Pixelwald, english title Pixel Forest, is an audio-video installation by Swiss artist Pipilotti Rist from 2016.

== Description ==
Pixelwald is a video and light installation with around 3000 individually controllable LED elements in the colors pink, blue, red, orange, green and darker shades of crimson, magenta and brown. These are hung from the ceiling on cables reminiscent of lianas. As the LEDs can be controlled individually, the thus created forest is constantly changing its color. In the center of the installation, the audience recognizes a coloured flashing and glowing, individual pixels. The image is fragmented; only from a very great distance would the eye assemble the pixels in an overall view into a coherent piece of art. In a conversation with Bice Curiger, Rist called the work "the ironic idea of a monitor exploding in a room". The video has a duration of 35 minutes.

== Technical specifications ==
Rist developed the installation together with lighting designer Kaori Kuwabara. The pixel forest consists of 3000 tiny light-emitting diodes with a polycarbonate shell, each of which can be controlled individually by a video signal.
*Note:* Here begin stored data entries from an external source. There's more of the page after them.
//! Command-line interface definitions.
//!
//! Defines all CLI arguments and subcommands using clap.

use clap::{Parser, Subcommand};
use std::path::PathBuf;

/// Convert a word processor web export into an email-safe html body
#[derive(Parser, Debug, Clone)]
#[command(version, about, long_about = None, arg_required_else_help = true)]
pub struct Cli {
    /// Config file path (default: docs2email.toml)
    #[arg(short = 'C', long, default_value = "docs2email.toml")]
    pub config: PathBuf,

    /// subcommands
    #[command(subcommand)]
    pub command: Commands,
}

/// Available subcommands
#[derive(Subcommand, Debug, Clone)]
pub enum Commands {
    /// Convert an export archive and write the email body and its assets
    Convert {
        /// The zip archive produced by the "web page" export
        archive: PathBuf,

        /// Output directory path
        #[arg(short, long)]
        output: Option<PathBuf>,

        /// Minify the html content
        #[arg(short, long, action = clap::ArgAction::Set, num_args = 0..=1, default_missing_value = "true", require_equals = false)]
        minify: Option<bool>,
    },

    /// List archive entries and report which one is the document
    Inspect {
        /// The zip archive to look into
        archive: PathBuf,
    },
}

#[allow(unused)]
impl Cli {
    pub const fn is_convert(&self) -> bool {
        matches!(self.command, Commands::Convert { .. })
    }
    pub const fn is_inspect(&self) -> bool {
        matches!(self.command, Commands::Inspect { .. })
    }
}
In this way the lights create a fragmented but recognizable video image. At a distance of at least 200 meters away it would be possible to recognize a blurred shape.
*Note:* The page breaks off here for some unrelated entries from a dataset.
//! Export archive decomposition.
//!
//! The document export arrives as a zip holding one html file plus the images
//! it references by relative name. Everything is read into memory up front;
//! exports are bounded by email attachment limits.

use crate::error::{ArchiveError, PipelineError};
use crate::log;
use std::collections::{BTreeMap, HashSet};
use std::io::{Cursor, Read};

/// Suffix identifying the document entry when nothing else is configured.
pub const DEFAULT_HTML_SUFFIX: &str = ".html";

/// One named blob inside the export archive.
#[derive(Debug, Clone, PartialEq, Eq)]
pub struct Entry {
    pub name: String,
    pub bytes: Vec<u8>,
}

/// All file entries of an archive, in container order. Names are unique.
#[derive(Debug, Clone, Default)]
pub struct Archive {
    entries: Vec<Entry>,
}

impl Archive {
    /// Decompress every file entry of a zip container.
    ///
    /// Directory entries are skipped. Duplicate names are rejected since
    /// assets are later addressed by name.
    pub fn read(raw: &[u8]) -> Result<Self, PipelineError> {
        let mut zip =
            zip::ZipArchive::new(Cursor::new(raw)).map_err(ArchiveError::Container)?;

        let mut entries = Vec::with_capacity(zip.len());
        let mut seen = HashSet::with_capacity(zip.len());

        for index in 0..zip.len() {
            let mut file = zip
                .by_index(index)
                .map_err(|source| ArchiveError::Open { index, source })?;
            if file.is_dir() {
                continue;
            }

            let name = file.name().to_owned();
            let mut bytes = Vec::with_capacity(file.size() as usize);
            file.read_to_end(&mut bytes)
                .map_err(|source| ArchiveError::Read {
                    name: name.clone(),
                    source,
                })?;

            if !seen.insert(name.clone()) {
                return Err(ArchiveError::DuplicateName(name).into());
            }

            log!("archive"; "file {}: {} ({} bytes)", index, name, bytes.len());
            entries.push(Entry { name, bytes });
        }

        Ok(Self { entries })
    }

    /// Build an archive from already-decoded entries.
    #[allow(unused)]
    pub fn from_entries(entries: Vec<Entry>) -> Result<Self, PipelineError> {
        let mut seen = HashSet::with_capacity(entries.len());
        for entry in &entries {
            if !seen.insert(entry.name.as_str()) {
                return Err(ArchiveError::DuplicateName(entry.name.clone()).into());
            }
        }
        Ok(Self { entries })
    }

    pub fn entries(&self) -> &[Entry] {
        &self.entries
    }

    pub fn len(&self) -> usize {
        self.entries.len()
    }

    pub fn is_empty(&self) -> bool {
        self.entries.is_empty()
    }

    /// Find the single document entry among the archive's names.
    ///
    /// Zero or several candidates is fatal: later stages assume exactly one
    /// document body and there is no basis for picking one.
    pub fn find_html_entry(&self, suffix: &str) -> Result<&Entry, PipelineError> {
        let mut found: Option<&Entry> = None;
        for entry in &self.entries {
            if !has_suffix(&entry.name, suffix) {
                continue;
            }
            if let Some(first) = found {
                return Err(PipelineError::MultipleHtmlEntries {
                    first: first.name.clone(),
                    second: entry.name.clone(),
                });
            }
            found = Some(entry);
        }
        found.ok_or(PipelineError::NoHtmlEntry)
    }

    /// Classify the archive into its document entry and asset map.
    pub fn classify(self, suffix: &str) -> Result<DocumentBundle, PipelineError> {
        let html_entry = self.find_html_entry(suffix)?.name.clone();
        let assets = self
            .entries
            .into_iter()
            .map(|entry| (entry.name, entry.bytes))
            .collect();
        Ok(DocumentBundle { html_entry, assets })
    }
}

/// ASCII case-insensitive suffix check.
fn has_suffix(name: &str, suffix: &str) -> bool {
    name.len() >= suffix.len()
        && name.is_char_boundary(name.len() - suffix.len())
        && name[name.len() - suffix.len()..].eq_ignore_ascii_case(suffix)
}

/// A classified archive: the document entry name plus every entry's bytes.
///
/// `assets` still contains the document entry itself; consumers that want
/// only the attachments go through [`DocumentBundle::attachments`].
#[derive(Debug, Clone)]
pub struct DocumentBundle {
    pub html_entry: String,
    pub assets: BTreeMap<String, Vec<u8>>,
}

impl DocumentBundle {
    /// Decoded document markup. Invalid UTF-8 is replaced rather than rejected.
    pub fn html(&self) -> String {
        self.assets
            .get(&self.html_entry)
            .map(|bytes| String::from_utf8_lossy(bytes).into_owned())
            .unwrap_or_default()
    }

    /// Names of every entry other than the document itself.
    pub fn asset_names(&self) -> impl Iterator<Item = &str> {
        self.assets
            .keys()
            .map(String::as_str)
            .filter(|name| *name != self.html_entry)
    }

    /// Consume the bundle, keeping only the non-document entries.
    pub fn attachments(mut self) -> BTreeMap<String, Vec<u8>> {
        self.assets.remove(&self.html_entry);
        self.assets
    }
}

// ============================================================================
// Tests
// ============================================================================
Commercially available LEDs were unable to meet the artist's complex requirements. Schnick-Schnack-Systems in Cologne therefore developed a dot with powerful 360° RGB LEDs for the installation, which can be lined up freely at variable distances. For the premiere at Kunsthaus Zürich in 2016, 332 LED chains with more than 2600 dots were installed. Over 2300 PCB cables of various lengths (300 mm, 500 mm and 800 mm) were installed. 22 System Power Supplies 4E and 84 Wago adapter boards were used for power supply, the dots were controlled over a pixel gate.

== Art historical classification and interpretation ==
Rist stated once Pixelwald would show how human synapses work. As often in her work, the inside would be turned outwards. Her videos were an attempt to create an experience of how people feel. The free hanging pixels would resemble the oxygen bubbles emitted by seaweed, but would also bring into harmony the different types of light we are confronted with daily, for example the different variants of sunlight and artificial light. The audience should be able to walk through the pixels as if they were moving through a brain.

With this video, according to Bice Curiger, Rist created a symbol of our existence, which moves between enchantment and loss. Here, Rist once again would follow her artistic line of using new technologies in her work. Gloria Sutton sees references to Yayoi Kusama's infinite mirrored rooms. In Pixelwald, buildings would be used as producers of artificial nature. The LED light strands would be clearly visible and a manifestation of Rist's artistic line of creating breathtaking effects with ubiquitous materials.

== Collections and museums ==
Pixelwald (Pixel Forest) premiered at Kunsthaus Zürich in 2016 in a retrospective of the artist called Dein Speichel ist mein Taucheranzug im Ozean des Schmerzes (Your Saliva is My Diving Suit in an Ocean of Pain). A year later, in 2017, a retrospective at the New Museum in New York included the installation as well.